Hal itu disampaikan Menteri Koordinator Bidang Politik, Hukum, dan Keamanan (Menko Polhukam) Mohammad Mahfud MD. Dalam berbagai kesempatan, Mahfud memang sempat menyampaikan tiga opsi yang bisa dipakai untuk menggugurkan UU KPK. Selain perppu dan JR, masih ada legislative review.
Sementara ini, Presiden Joko Widodo belum mau mengeluarkan perppu. Alasannya, sudah ada yang mengajukan JR di MK. Sedangkan legislative review butuh kemauan dari DPR. Karena itu, JR dinilai sebagai salah satu jalan yang harus ditempuh.
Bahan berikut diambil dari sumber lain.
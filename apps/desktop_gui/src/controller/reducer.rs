//! Session state for the operator console. The conversation log and
//! processing flag live here; every mutation comes from an operator
//! action or an engine event, so the UI layer stays render-only.

use std::collections::BTreeMap;

use shared::{
    domain::{
        ConnectionState, EntryId, ProcessingStatus, Role, DEFAULT_DEVICE_PRESET,
    },
    error::CommandRejected,
    protocol::{EngineEvent, ReasoningStep, TestCase},
};

#[derive(Debug, Clone)]
pub struct ConversationEntry {
    pub id: EntryId,
    pub role: Role,
    pub content: String,
    pub thoughts: Vec<ReasoningStep>,
    pub in_progress: bool,
}

impl ConversationEntry {
    fn closed(role: Role, content: impl Into<String>) -> Self {
        Self {
            id: EntryId::new(),
            role,
            content: content.into(),
            thoughts: Vec::new(),
            in_progress: false,
        }
    }
}

/// Ordered transcript with at most one open agent entry. The open
/// entry is tracked by id rather than by position so closing it does
/// not depend on it being last.
#[derive(Debug, Default)]
pub struct ConversationLog {
    entries: Vec<ConversationEntry>,
    open_entry: Option<EntryId>,
}

impl ConversationLog {
    pub fn entries(&self) -> &[ConversationEntry] {
        &self.entries
    }

    pub fn has_open_entry(&self) -> bool {
        self.open_entry.is_some()
    }

    pub fn append_user(&mut self, text: impl Into<String>) {
        self.entries.push(ConversationEntry::closed(Role::User, text));
    }

    pub fn append_system(&mut self, text: impl Into<String>) {
        self.entries
            .push(ConversationEntry::closed(Role::System, text));
    }

    /// Opens the agent entry that will collect the next task's
    /// reasoning. Any previously open entry is left as-is and simply
    /// stops being the open one.
    pub fn open_agent_entry(&mut self) -> EntryId {
        let entry = ConversationEntry {
            id: EntryId::new(),
            role: Role::Agent,
            content: String::new(),
            thoughts: Vec::new(),
            in_progress: true,
        };
        let id = entry.id;
        self.entries.push(entry);
        self.open_entry = Some(id);
        id
    }

    /// Attaches a reasoning step to the open agent entry, opening a
    /// new one when none is open (a thought arriving after the
    /// response belongs to the next unit of work).
    pub fn push_thought(&mut self, step: ReasoningStep) {
        let id = match self.open_entry {
            Some(id) => id,
            None => self.open_agent_entry(),
        };
        if let Some(entry) = self.entry_mut(id) {
            entry.thoughts.push(step);
        }
    }

    /// Closes the open agent entry with the final response text. A
    /// response with no open entry still lands in the log as a closed
    /// standalone entry.
    pub fn close_with_response(&mut self, data: impl Into<String>) {
        match self.open_entry.take() {
            Some(id) => {
                if let Some(entry) = self.entry_mut(id) {
                    entry.content = data.into();
                    entry.in_progress = false;
                }
            }
            None => {
                self.entries
                    .push(ConversationEntry::closed(Role::Agent, data));
            }
        }
    }

    /// Prompts the operator typed during this session, in order.
    pub fn user_prompts(&self) -> Vec<String> {
        self.entries
            .iter()
            .filter(|entry| entry.role == Role::User)
            .map(|entry| entry.content.clone())
            .collect()
    }

    fn entry_mut(&mut self, id: EntryId) -> Option<&mut ConversationEntry> {
        self.entries.iter_mut().find(|entry| entry.id == id)
    }
}

#[derive(Debug, Clone)]
pub struct SnapshotFrame {
    pub image_b64: String,
}

pub struct Session {
    pub log: ConversationLog,
    pub connection_state: ConnectionState,
    pub processing: ProcessingStatus,
    /// Engine-acknowledged device preset id.
    pub device_preset: String,
    /// Preset selected locally but not yet acknowledged. Display only;
    /// never applied to `device_preset` without a `config_updated`.
    pub pending_preset: Option<String>,
    pub env_overrides: BTreeMap<String, String>,
    pub latest_snapshot: Option<SnapshotFrame>,
    /// Bumped on every snapshot so the UI re-uploads the texture only
    /// when a new frame actually arrived.
    pub snapshot_revision: u64,
    pub cases: Vec<TestCase>,
}

impl Default for Session {
    fn default() -> Self {
        Self {
            log: ConversationLog::default(),
            connection_state: ConnectionState::Disconnected,
            processing: ProcessingStatus::Idle,
            device_preset: DEFAULT_DEVICE_PRESET.to_string(),
            pending_preset: None,
            env_overrides: BTreeMap::new(),
            latest_snapshot: None,
            snapshot_revision: 0,
            cases: Vec::new(),
        }
    }
}

impl Session {
    pub fn can_submit(&self) -> bool {
        self.connection_state == ConnectionState::Connected
            && self.processing == ProcessingStatus::Idle
    }

    /// Records an accepted submission: the user entry, the agent
    /// placeholder that will collect thoughts, and the optimistic
    /// running flag all land atomically or not at all.
    pub fn submit_user_request(&mut self, text: &str) -> Result<(), CommandRejected> {
        if self.connection_state != ConnectionState::Connected {
            return Err(CommandRejected::NotConnected);
        }
        if self.processing == ProcessingStatus::Running {
            return Err(CommandRejected::TaskRunning);
        }
        let trimmed = text.trim();
        if trimmed.is_empty() {
            return Err(CommandRejected::EmptyRequest);
        }
        self.log.append_user(trimmed);
        self.log.open_agent_entry();
        self.processing = ProcessingStatus::Running;
        Ok(())
    }

    /// Records an accepted replay request. Replay streams back through
    /// the same pipeline as a live submission, so it takes the same
    /// guards and the same optimistic running flag.
    pub fn begin_replay(&mut self) -> Result<(), CommandRejected> {
        if self.connection_state != ConnectionState::Connected {
            return Err(CommandRejected::NotConnected);
        }
        if self.processing == ProcessingStatus::Running {
            return Err(CommandRejected::TaskRunning);
        }
        self.processing = ProcessingStatus::Running;
        Ok(())
    }

    /// Connection loss forces idle. The open entry stays open; only a
    /// response closes entries.
    pub fn apply_connection(&mut self, state: ConnectionState) {
        self.connection_state = state;
        if state != ConnectionState::Connected {
            self.processing = ProcessingStatus::Idle;
        }
    }

    /// Applies one engine event, returning a transient notice for the
    /// UI status line when the event warrants one.
    pub fn apply_engine_event(&mut self, event: EngineEvent) -> Option<String> {
        match event {
            EngineEvent::ProcessingState { status } => {
                self.processing = status;
                None
            }
            EngineEvent::AgentThought(step) => {
                self.log.push_thought(step);
                None
            }
            EngineEvent::Response { data } => {
                self.log.close_with_response(data);
                None
            }
            EngineEvent::BrowserSnapshot { image } => {
                self.latest_snapshot = Some(SnapshotFrame { image_b64: image });
                self.snapshot_revision += 1;
                None
            }
            EngineEvent::ConfigUpdated { preset } => {
                self.pending_preset = None;
                self.device_preset = preset.clone();
                Some(format!("Device preset switched to {preset}"))
            }
            EngineEvent::EnvConfigUpdated(overrides) => {
                self.env_overrides = overrides;
                None
            }
            EngineEvent::SaveCaseSuccess { name, .. } => {
                Some(format!("Saved case \"{name}\""))
            }
            EngineEvent::CasesList(cases) => {
                self.cases = cases;
                None
            }
            EngineEvent::ReportGenerated => Some("Run report generated".to_string()),
        }
    }

    /// The transport refused a submission that already passed local
    /// guards. Roll the optimistic running flag back and close the
    /// placeholder with the failure so the transcript explains itself.
    pub fn submission_failed(&mut self, reason: &str) {
        self.processing = ProcessingStatus::Idle;
        if self.log.has_open_entry() {
            self.log
                .close_with_response(format!("Request failed: {reason}"));
        } else {
            self.log.append_system(format!("Request failed: {reason}"));
        }
    }
}

#[cfg(test)]
#[path = "tests/reducer_tests.rs"]
mod reducer_tests;
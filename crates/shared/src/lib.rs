//! Domain types and the wire protocol shared by the engine client and
//! the desktop console.

pub mod domain;
pub mod error;
pub mod protocol;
Melalui JR, Mahfud menjelaskan, semua akan diuji hakim MK. ”Kan di situ akan bertemu perbedaan pendapat antara satu kelompok masyarakat dengan kelompok masyarakat lain,” terangnya kemarin (21/11). ”Nanti biar hakim MK yang memutuskan,” imbuhnya.
Berkaitan dengan gelombang pengajuan JR UU KPK, istana tidak mempersoalkan. Mereka juga menanggapi santai banyaknya JR UU KPK. Termasuk JR oleh tiga pimpinan KPK. Menurut Sekretaris Kabinet (Seskab) Pramono Anung, Indonesia merupakan negara hukum. Sistem hukum Indonesia sudah mengatur hak JR terhadap sebuah UU. Siapa pun boleh melakukannya. ”Kita hormati sepenuhnya apa yang dilakukan oleh siapa pun, JR terhadap UU KPK,” ujarnya di kantor presiden, Jakarta.
Pramono meminta semua pihak menghormati proses JR yang berjalan di MK. Saat ini pemerintah pun menunggu putusan MK dan siap melaksanakan apa pun hasilnya. ”Apa pun yang sudah diputuskan oleh MK, siapa pun harus hormati dan menjalankan itu,” ujarnya.
Peneliti Indonesia Corruption Watch (ICW) Kurnia Ramadhana menyampaikan, pengajuan JR UU KPK dilakukan demi menyelamatkan KPK. Lewat JR, lanjut dia, masyarakat bersama para tokoh berharap UU KPK dibatalkan MK. ”Harapannya Mahkamah (Konstitusi) memutuskan bahwa proses pembahasan dan pengesahan UU KPK bertentangan dengan UUD 1945,” ungkapnya. Dengan begitu, UU tersebut harus dibatalkan. ”Dan dikembalikan ke UU KPK yang lama,” tambahnya.
Berdasar catatan ICW, tidak kurang ada 15 poin krusial menyangkut materiil UU KPK. Kurnia menjelaskan, catatan itu termasuk soal kehadiran dewan pengawas (dewas), penerbitan SP3, dan status KPK yang tidak lagi independen. Semua itu berpotensi melahirkan masalah serius. ”KPK hanya akan fokus pada pencegahan. Sebab, penindakan akan kembali pada jalur lambat,” jelasnya.
Tak hanya bermasalah secara materiil, UU KPK disebut Kurnia cacat formil. Sebab, pembentukannya dinilai tidak sesuai aturan.